The Cathedral of St. John the Divine, officially the Cathedral Church of Saint John the Divine in the City and Diocese of New York, is the cathedral of the Episcopal Diocese of New York. Located at 1047 Amsterdam Avenue, New York City (between West 110th Street, which is also known as "Cathedral Parkway", and 113th Street) in Manhattan's Morningside Heights, the cathedral disputes with Liverpool Anglican Cathedral the title of the largest cathedral and Anglican church and fourth largest Christian church in the world. The inside covers 121,000 sq ft (11,200 m2), spanning a length of 183.2 meters (601 ft) and height 70.7 meters (232 ft). The inside height of the nave is 37.8 meters (124 feet).

The cathedral is nicknamed St. John the Unfinished. The cathedral, designed in 1888 and begun in 1892, has, in its history, undergone radical stylistic changes and the interruption of the two World Wars. Originally designed as Byzantine-Romanesque, the plan was changed after 1909 to a Gothic design. After a large fire on December 18, 2001, it was closed for repairs and reopened in November 2008. It remains unfinished, with construction and restoration a continuing process.

Interesting thing to see! Ask me about the Prophetic Pillars on St. John the Divine

Carl Schurz Park

Carl Schurz Park overlooks the waters of Hell Gate and Wards Island in the East River, and is the site of Gracie Mansion (built for Archibald Gracie, 1799, enlarged ca 1811), the official residence of the Mayor of New York since 1942 (although current mayor Michael Bloomberg does not live there). The park's waterfront promenade is a deck built over the FDR Drive, enclosing the roadway except on the side facing the East River. The park is bordered on the west by East End Avenue and on the south by Gracie Square, the extension of East 84th Street to the river. The Manhattan Waterfront Greenway passes along the promenade platform.

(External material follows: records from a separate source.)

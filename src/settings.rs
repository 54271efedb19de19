//! 搜索设置
//!
//! JSON 文件，字段全部可省略：
//! ```json
//! { "strength": "secondary", "canonical": true, "breaks": "word",
//!   "contractions": { "ch": "" }, "expansions": { "æ": "ae" } }
//! ```
//! `contractions` 的值为空时给该序列分配新的 primary，否则按值的根权重排序。

use std::collections::BTreeMap;
use std::path::{Path, PathBuf};

use serde::{Deserialize, Serialize};

use crate::collation::{root_weights, Collator, RootCollator, Strength, Tailoring};
use crate::search::StringSearch;
use crate::text::BreakKind;

const SETTINGS_DIR: &str = "zsearch";
const SETTINGS_FILE: &str = "settings.json";

#[derive(Debug, Clone, Default, PartialEq, Eq, Serialize, Deserialize)]
pub struct SearchSettings {
    #[serde(default)]
    pub strength: Strength,
    #[serde(default)]
    pub alternate_shifted: bool,
    #[serde(default)]
    pub canonical: bool,
    #[serde(default)]
    pub overlapping: bool,
    #[serde(default)]
    pub breaks: BreakKind,
    #[serde(default, skip_serializing_if = "BTreeMap::is_empty")]
    pub contractions: BTreeMap<String, String>,
    #[serde(default, skip_serializing_if = "BTreeMap::is_empty")]
    pub expansions: BTreeMap<String, String>,
}

#[derive(Debug)]
pub enum SettingsError {
    Io(std::io::Error),
    Parse(serde_json::Error),
    /// 内容合法但无法使用，例如展开的键不是单个字符
    Invalid(String),
}

impl std::fmt::Display for SettingsError {
    fn fmt(&self, f: &mut std::fmt::Formatter<'_>) -> std::fmt::Result {
        match self {
            SettingsError::Io(e) => write!(f, "IO error: {}", e),
            SettingsError::Parse(e) => write!(f, "Parse error: {}", e),
            SettingsError::Invalid(msg) => write!(f, "Invalid settings: {}", msg),
        }
    }
}

impl std::error::Error for SettingsError {
    fn source(&self) -> Option<&(dyn std::error::Error + 'static)> {
        match self {
            SettingsError::Io(e) => Some(e),
            SettingsError::Parse(e) => Some(e),
            SettingsError::Invalid(_) => None,
        }
    }
}

impl From<std::io::Error> for SettingsError {
    fn from(e: std::io::Error) -> Self {
        SettingsError::Io(e)
    }
}

impl From<serde_json::Error> for SettingsError {
    fn from(e: serde_json::Error) -> Self {
        SettingsError::Parse(e)
    }
}

impl SearchSettings {
    pub fn from_json(data: &str) -> Result<Self, SettingsError> {
        Ok(serde_json::from_str(data)?)
    }

    pub fn to_json(&self) -> Result<String, SettingsError> {
        Ok(serde_json::to_string_pretty(self)?)
    }

    pub fn tailoring(&self) -> Result<Tailoring, SettingsError> {
        let mut tailoring = Tailoring::new();
        for (seq, like) in &self.contractions {
            if seq.chars().count() < 2 {
                return Err(SettingsError::Invalid(format!(
                    "contraction {:?} needs at least two characters",
                    seq
                )));
            }
            tailoring = if like.is_empty() {
                tailoring.contraction(seq)
            } else {
                let mut ces = Vec::new();
                for ch in like.chars() {
                    root_weights(ch, &mut ces);
                }
                ces.retain(|ce| !ce.is_ignorable());
                tailoring.contraction_with(seq, ces)
            };
        }
        for (key, as_text) in &self.expansions {
            let mut chars = key.chars();
            let (Some(ch), None) = (chars.next(), chars.next()) else {
                return Err(SettingsError::Invalid(format!(
                    "expansion key {:?} must be a single character",
                    key
                )));
            };
            tailoring = tailoring.expansion(ch, as_text);
        }
        Ok(tailoring)
    }

    pub fn build_collator(&self) -> Result<RootCollator, SettingsError> {
        Ok(RootCollator::new()
            .with_strength(self.strength)
            .with_alternate_shifted(self.alternate_shifted)
            .with_tailoring(self.tailoring()?))
    }

    /// 会话级选项：规范等价、重叠和断点
    pub fn apply<C: Collator>(&self, search: &mut StringSearch<C>) {
        search.set_canonical(self.canonical);
        search.set_overlapping(self.overlapping);
        let breaks = match self.breaks {
            BreakKind::Grapheme => None,
            kind => Some(kind.service()),
        };
        search.set_break_service(breaks);
    }
}

pub fn get_settings_path() -> Option<PathBuf> {
    get_config_dir().map(|dir| dir.join(SETTINGS_DIR).join(SETTINGS_FILE))
}

/// 文件不存在时返回默认设置
pub fn load(path: &Path) -> Result<SearchSettings, SettingsError> {
    let data = match std::fs::read_to_string(path) {
        Ok(data) => data,
        Err(e) if e.kind() == std::io::ErrorKind::NotFound => {
            tracing::debug!(path = %path.display(), "settings file missing, using defaults");
            return Ok(SearchSettings::default());
        }
        Err(e) => return Err(e.into()),
    };
    let settings = SearchSettings::from_json(&data)?;
    tracing::debug!(path = %path.display(), ?settings, "settings loaded");
    Ok(settings)
}

pub fn load_default() -> Result<SearchSettings, SettingsError> {
    match get_settings_path() {
        Some(path) => load(&path),
        None => Ok(SearchSettings::default()),
    }
}

pub fn ensure_settings_file_at(path: &Path) -> Result<(), SettingsError> {
    if let Some(parent) = path.parent() {
        if !parent.exists() {
            std::fs::create_dir_all(parent)?;
        }
    }
    if !path.exists() {
        std::fs::write(path, SearchSettings::default().to_json()?)?;
    }
    Ok(())
}

pub fn ensure_settings_file() -> Result<PathBuf, SettingsError> {
    let path = get_settings_path().ok_or_else(|| {
        SettingsError::Io(std::io::Error::new(
            std::io::ErrorKind::NotFound,
            "Cannot determine settings directory",
        ))
    })?;
    ensure_settings_file_at(&path)?;
    Ok(path)
}

fn get_config_dir() -> Option<PathBuf> {
    #[cfg(target_os = "windows")]
    {
        return std::env::var("APPDATA").ok().map(PathBuf::from);
    }

    #[cfg(not(target_os = "windows"))]
    {
        if let Ok(xdg) = std::env::var("XDG_CONFIG_HOME") {
            if !xdg.is_empty() {
                return Some(PathBuf::from(xdg));
            }
        }
        std::env::var("HOME")
            .ok()
            .map(|home| PathBuf::from(home).join(".config"))
    }
}

#[cfg(test)]
#[path = "../tests/unit/settings.rs"]
mod tests;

Visitors to the park will find winding, shady paths, green lawns, waterfront views, basketball courts, a large playground for children, and two dog runs. The park is maintained with the help of volunteers and a full time staff of gardeners.

Grand Central Terminal:

Grand Central Terminal (GCT)—often incorrectly called Grand Central Station, or shortened to simply Grand Central—is a terminal station at 42nd Street and Park Avenue in Midtown Manhattan in New York City, United States. Built by and named for the New York Central Railroad in the heyday of American long-distance passenger trains, it is the largest train station in the world by number of platforms: 44, with 67 tracks along them. They are on two levels, both below ground, with 41 tracks on the upper level and 26 on the lower, though the total number of tracks along platforms and in rail yards exceeds 100. When the Long Island Rail Road's new station opens in 2016 (see East Side Access), Grand Central will offer a total of 75 tracks and 48 platforms. The terminal covers an area of 48 acres (19 ha).

The terminal serves commuters traveling on the Metro-North Railroad to Westchester, Putnam, and Dutchess counties in New York State, and Fairfield and New Haven counties in Connecticut.

Although the terminal has been properly called "Grand Central Terminal" since 1913, many people continue to refer to it as "Grand Central Station." "Grand Central Station" is the name of the nearby post office, as well as the name of a previous rail station on the site, and it is also used to refer to a New York City subway station at the same location.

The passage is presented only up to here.